Poll: Seniors Would Cross Party Lines to Vote for Candidates Who Support Medicare Drug Price Negotiation

WASHINGTON -

More than 70 percent of voters over age 65 say they would be more likely to vote for a candidate who favors allowing Medicare to negotiate with drug corporations to lower prescription drug prices, including strong majorities across party lines, according to a new poll released today by the Alliance for Retired Americans.

An 87% majority of voters over age 65 favor allowing Medicare to negotiate drug prices, including 48% who are strongly in favor. Among Democratic seniors, 89% are in favor, as are 87% of Republican seniors and 81% of independent seniors. Voters over the age of 65 in rural areas (84%) favor the proposal with strong intensity as well. The poll was conducted by Lake Research Partners.

“The findings have major implications for both Democrats and Republicans in the 2022 midterm elections,” said Richard Fiesta, executive director of the Alliance for Retired Americans. “Americans pay the highest prices in the world for prescription drugs, and they want lawmakers to take action now to lower the amount they pay at the pharmacy counter. This poll confirms that high drug prices are a top-of-mind issue for seniors when making voting decisions.”
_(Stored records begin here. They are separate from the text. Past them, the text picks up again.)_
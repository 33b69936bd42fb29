use std::time::Instant;

use indexmap::IndexMap;
use serde::{Deserialize, Serialize};

use super::rule::{Rule, RuleContext};
use crate::errors::{ExError, ModelXError, Result};
use crate::graph::Repository;
use crate::guard::run_guarded;
use crate::meta::MetaModel;
use crate::model::Element;
use crate::schema::EVENT_CONSTRAINT_FAILED;
use crate::{log_op_end, log_op_start, ElementId};

/// One violated (or failed) constraint on one element
#[derive(Debug, Clone, PartialEq, Eq, Serialize, Deserialize)]
#[serde(rename_all = "camelCase")]
pub struct ValidationFailure {
    pub element_id: ElementId,
    pub rule_id: String,
    pub message: String,
    /// Set when the constraint errored or panicked instead of answering
    #[serde(default, skip_serializing_if = "Option::is_none")]
    pub error: Option<String>,
}

/// Rule table in registration order
#[derive(Debug, Clone, Default)]
pub struct RuleSet {
    rules: IndexMap<String, Rule>,
}

impl RuleSet {
    pub fn new() -> Self {
        Self::default()
    }

    /// Add or replace a rule; a replaced rule keeps its position
    pub fn add_rule(&mut self, rule: Rule) {
        tracing::debug!(rule_id = %rule.id, "register rule");
        self.rules.insert(rule.id.clone(), rule);
    }

    pub fn add_rules<I: IntoIterator<Item = Rule>>(&mut self, rules: I) {
        for rule in rules {
            self.add_rule(rule);
        }
    }

    pub fn remove_rule(&mut self, id: &str) -> Option<Rule> {
        self.rules.shift_remove(id)
    }

    pub fn get(&self, id: &str) -> Option<&Rule> {
        self.rules.get(id)
    }

    pub fn ids(&self) -> impl Iterator<Item = &str> {
        self.rules.keys().map(String::as_str)
    }

    pub fn len(&self) -> usize {
        self.rules.len()
    }

    pub fn is_empty(&self) -> bool {
        self.rules.is_empty()
    }

    pub fn clear(&mut self) {
        self.rules.clear();
    }

    /// Evaluate every rule on every applicable element
    ///
    /// Never stops early: a constraint that answers false, returns `Err`,
    /// or panics yields a failure for that element and evaluation moves on.
    /// Failures are ordered by rule registration, then element insertion.
    pub fn validate(&self, repo: &Repository, meta: &MetaModel) -> Vec<ValidationFailure> {
        let start = Instant::now();
        log_op_start!("validate", rule_count = self.rules.len(), element_count = repo.len());

        let ctx = RuleContext::new(repo, meta);
        let mut failures = Vec::new();
        for rule in self.rules.values() {
            for element in repo.iter().filter(|e| rule.applies(e, meta)) {
                failures.extend(evaluate(rule, element, &ctx));
            }
        }

        log_op_end!(
            "validate",
            duration_ms = start.elapsed().as_millis() as u64,
            failure_count = failures.len()
        );
        failures
    }

    /// Evaluate every applicable rule on one element
    ///
    /// # Errors
    ///
    /// Returns `ElementNotFound` if the element does not exist.
    pub fn validate_element(&self, repo: &Repository, meta: &MetaModel, id: &ElementId) -> Result<Vec<ValidationFailure>> {
        let element = repo.get(id)?;
        let ctx = RuleContext::new(repo, meta);
        Ok(self
            .rules
            .values()
            .filter(|rule| rule.applies(element, meta))
            .filter_map(|rule| evaluate(rule, element, &ctx))
            .collect())
    }
}

fn evaluate(rule: &Rule, element: &Element, ctx: &RuleContext<'_>) -> Option<ValidationFailure> {
    let failure = |error: Option<String>| ValidationFailure {
        element_id: element.id.clone(),
        rule_id: rule.id.clone(),
        message: rule.message.clone(),
        error,
    };

    match run_guarded(|| rule.check(element, ctx)) {
        Ok(true) => None,
        Ok(false) => Some(failure(None)),
        Err(err) => {
            let ex: ExError = ModelXError::ConstraintFailed {
                rule_id: rule.id.clone(),
                element_id: element.id.to_string(),
                message: err.message().to_string(),
                panicked: err.is_panic(),
            }
            .into();
            tracing::warn!(
                component = module_path!(),
                op = "validate",
                event = EVENT_CONSTRAINT_FAILED,
                rule_id = %rule.id,
                element_id = %element.id,
                panicked = err.is_panic(),
                error = err.message(),
                err.code = ex.code(),
                "{}",
                ex.message()
            );
            Some(failure(Some(err.to_string())))
        }
    }
}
Voters over the age of 65 are the most consistent voters, especially in midterm elections. In both 2020 and 2018 more than a quarter of all votes cast were by people over the age of 65. In the 2018 midterm elections, 66% of all registered seniors turned out to vote, and in 2020 senior turnout was 74.5%, the highest percentages of any age group.

“The 2022 midterm electorate will have an outsized senior vote. This poll highlights a risk and an opportunity for elected officials and candidates,” Fiesta continued. “Even in today’s polarized political environment, a significant percentage of senior voters of both parties would cross party lines over this issue.”

The poll found:

  • If a Democratic candidate favored allowing Medicare to negotiate with prescription drug corporations to lower prescription drug prices, 51% of seniors would be more likely to vote for them, including 78% of Democrats, 35% of independents, and even 31% of Republicans. Half of Republicans (51%) say it would make no difference in their vote, and 9% say they are unsure.
  • Further, if a Democratic candidate opposed allowing Medicare to negotiate with prescription drug corporations to lower prescription drug prices, 55 percent of seniors would be less likely to vote for them, including a 60 percent majority of Democratic seniors, 53 percent of Republican seniors, and 49 percent of independent seniors.

A majority of senior voters support using the savings from Medicare drug price negotiation to expand Medicare coverage to include hearing, dental, and vision benefits. Fifty-six percent of poll respondents said that savings from lower drug prices should be used to expand Medicare benefits, versus 15% who said it should be invested in public research into new treatments and cures and 9% who chose lowering Medicare’s eligibility age to 60.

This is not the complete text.